Virtual Assistant Server for Intelligent Content Retrieval
Find Innovative SolutionsGenerate Solutions
Solution Overview
Problem
Current browsing experiences, both on websites and software applications, are inefficient due to lack of intelligent content identification, relying on user expertise and non-intuitive interfaces, with virtual assistants offering limited functionality and reactive interactions.
Innovation Solution
A virtual assistant server determines user intent from textual input, identifies relevant views, and retrieves content to display through optimized graphical user interface layers, enhancing interaction intelligence and personalization.
Engineering Contradictions & Design Principles
Engineering Contradiction Analysis
1Ease of operation
If traditional browsing interfaces are used, then users can access content through search bars and site maps, but content identification becomes difficult and time-consuming, especially for first-time visitors
Solution Approach 1:
The virtual assistant performs autonomous intent detection and content retrieval without requiring users to manually search or navigate. The system self-determines user intentions from conversational inputs and automatically retrieves relevant content, eliminating the need for users to spend time on site maps or search bars.
Solution Approach 2:
The patent replaces mechanical search interfaces (search bars, site maps, menus) with conversational AI interaction. Instead of requiring users to manually navigate through structured interfaces, the system uses natural language processing to understand intentions and retrieve content, substituting mechanical navigation with intelligent automation.
2Loss of information
If websites display entire reward pages with multiple reward types, then all reward information is available, but users must read and parse through irrelevant content to find specific information
Solution Approach 1:
The system extracts only the specific reward information relevant to the user's intent from the complete reward page content. Instead of displaying the entire reward page, the virtual assistant identifies and retrieves only the specific reward details needed, eliminating unnecessary content while preserving relevant information.
Solution Approach 2:
The system performs partial content retrieval based on user intent rather than loading the complete reward page. By using conversational inputs to determine specific reward needs, the system retrieves only the necessary partial information, reducing the amount of content users must process while ensuring all needed information is available.

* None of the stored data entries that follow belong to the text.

//! Typed resource queries
//!
//! Replaces attribute-name lookups with a filter builder enumerating the
//! legal fields, combined with an explicit AND/OR operator. Unknown fields
//! are unrepresentable.

use std::path::{Path, PathBuf};

use uuid::Uuid;

use datakit_fs::NormalizedPath;

use crate::resource::Resource;

/// How multiple filters combine.
#[derive(Debug, Clone, Copy, PartialEq, Eq, Default)]
pub enum Operator {
    /// Every set filter must match.
    #[default]
    And,
    /// At least one set filter must match.
    Or,
}

/// A filter over the queryable resource fields.
///
/// A query with no filters matches every resource regardless of operator.
/// The `data_type` filter compares by data type name.
#[derive(Debug, Clone, Default)]
pub struct ResourceQuery {
    operator: Operator,
    id: Option<Uuid>,
    root_id: Option<Uuid>,
    data_type: Option<String>,
    remote_uri: Option<String>,
    rel_path: Option<NormalizedPath>,
    abs_path: Option<PathBuf>,
    name: Option<String>,
    version: Option<String>,
}

impl ResourceQuery {
    pub fn new() -> Self {
        Self::default()
    }

    pub fn operator(mut self, operator: Operator) -> Self {
        self.operator = operator;
        self
    }

    pub fn id(mut self, id: Uuid) -> Self {
        self.id = Some(id);
        self
    }

    pub fn root_id(mut self, root_id: Uuid) -> Self {
        self.root_id = Some(root_id);
        self
    }

    pub fn data_type(mut self, name: impl Into<String>) -> Self {
        self.data_type = Some(name.into());
        self
    }

    pub fn remote_uri(mut self, uri: impl Into<String>) -> Self {
        self.remote_uri = Some(uri.into());
        self
    }

    pub fn rel_path(mut self, rel_path: impl Into<NormalizedPath>) -> Self {
        self.rel_path = Some(rel_path.into());
        self
    }

    pub fn abs_path(mut self, abs_path: impl Into<PathBuf>) -> Self {
        self.abs_path = Some(abs_path.into());
        self
    }

    pub fn name(mut self, name: impl Into<String>) -> Self {
        self.name = Some(name.into());
        self
    }

    pub fn version(mut self, version: impl Into<String>) -> Self {
        self.version = Some(version.into());
        self
    }

    /// Evaluate the query against one resource.
    ///
    /// `project_root` anchors the `abs_path` comparison.
    pub fn matches(&self, resource: &Resource, project_root: &Path) -> bool {
        let mut results = Vec::new();

        if let Some(id) = &self.id {
            results.push(resource.id == *id);
        }
        if let Some(root_id) = &self.root_id {
            results.push(resource.root_id.as_ref() == Some(root_id));
        }
        if let Some(data_type) = &self.data_type {
            results.push(resource.data_type.as_deref() == Some(data_type.as_str()));
        }
        if let Some(remote_uri) = &self.remote_uri {
            results.push(resource.remote_uri.as_deref() == Some(remote_uri.as_str()));
        }
        if let Some(rel_path) = &self.rel_path {
            results.push(resource.rel_path.as_ref() == Some(rel_path));
        }
        if let Some(abs_path) = &self.abs_path {
            results.push(resource.abs_path(project_root).as_deref() == Some(abs_path.as_path()));
        }
        if let Some(name) = &self.name {
            results.push(resource.name.as_deref() == Some(name.as_str()));
        }
        if let Some(version) = &self.version {
            results.push(resource.version.as_deref() == Some(version.as_str()));
        }

        if results.is_empty() {
            return true;
        }

        match self.operator {
            Operator::And => results.iter().all(|m| *m),
            Operator::Or => results.iter().any(|m| *m),
        }
    }
}

#[cfg(test)]
mod tests {
    use super::*;

    fn sample() -> Resource {
        Resource::new()
            .with_data_type("core")
            .with_rel_path("data/core/f.csv")
            .with_remote_uri("syn:syn123")
            .with_name("f.csv")
    }

    #[test]
    fn test_empty_query_matches_all() {
        let resource = sample();
        let root = Path::new("/project");
        assert!(ResourceQuery::new().matches(&resource, root));
        assert!(
            ResourceQuery::new()
                .operator(Operator::Or)
                .matches(&resource, root)
        );
    }

    #[test]
    fn test_and_requires_every_filter() {
        let resource = sample();
        let root = Path::new("/project");

        let query = ResourceQuery::new().data_type("core").name("f.csv");
        assert!(query.matches(&resource, root));

        let query = ResourceQuery::new().data_type("core").name("other.csv");
        assert!(!query.matches(&resource, root));
    }

    #[test]
    fn test_or_requires_any_filter() {
        let resource = sample();
        let root = Path::new("/project");

        let query = ResourceQuery::new()
            .operator(Operator::Or)
            .remote_uri("syn:other")
            .name("f.csv");
        assert!(query.matches(&resource, root));

        let query = ResourceQuery::new()
            .operator(Operator::Or)
            .remote_uri("syn:other")
            .name("other.csv");
        assert!(!query.matches(&resource, root));
    }

    #[test]
    fn test_abs_path_filter_anchored_at_root() {
        let resource = sample();
        let root = Path::new("/project");

        let query = ResourceQuery::new().abs_path(root.join("data/core/f.csv"));
        assert!(query.matches(&resource, root));
        assert!(!query.matches(&resource, Path::new("/other")));
    }
}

3Stability of the object's composition
If websites provide the same reward content to all visitors, then content consistency is maintained, but personalization to individual user needs is lost
Solution Approach 1:
The system applies different content retrieval strategies based on individual user characteristics and intentions. Instead of uniform content delivery, the virtual assistant analyzes user profiles and conversational inputs to determine personalized reward information, creating locally optimized content experiences tailored to each user's specific needs while maintaining overall system consistency.
4Ease of operation
If virtual assistants are integrated into applications to provide conversational interaction, then basic conversation functionality is improved, but the ability to conduct intelligent browsing and content identification remains limited
Solution Approach 1:
The virtual assistant is designed to perform multiple functions: conversational interaction, intent detection, content retrieval, and personalized content presentation. By integrating these functions into a single system, the patent enables the virtual assistant to not only converse with users but also autonomously perform intelligent browsing and content identification, resolving the limitation of basic conversation functionality.
Data Source
AI summary
A virtual assistant server determines at least one user intent based on an analysis of a received conversational user input. One or more of a plurality of views is identified based on the at least one user intent. Further, the virtual assistant server retrieves content based on the at least one user intent or the identified one or more views. The virtual assistant server determines one of a plurality of graphical user interface layers to display for each of one or more parts of the content and the identified one or more views based at least on one or more factors related to the content. Subsequently, the virtual assistant server outputs instructions based on the determined one of the graphical user interface layers in response to the received conversational user input.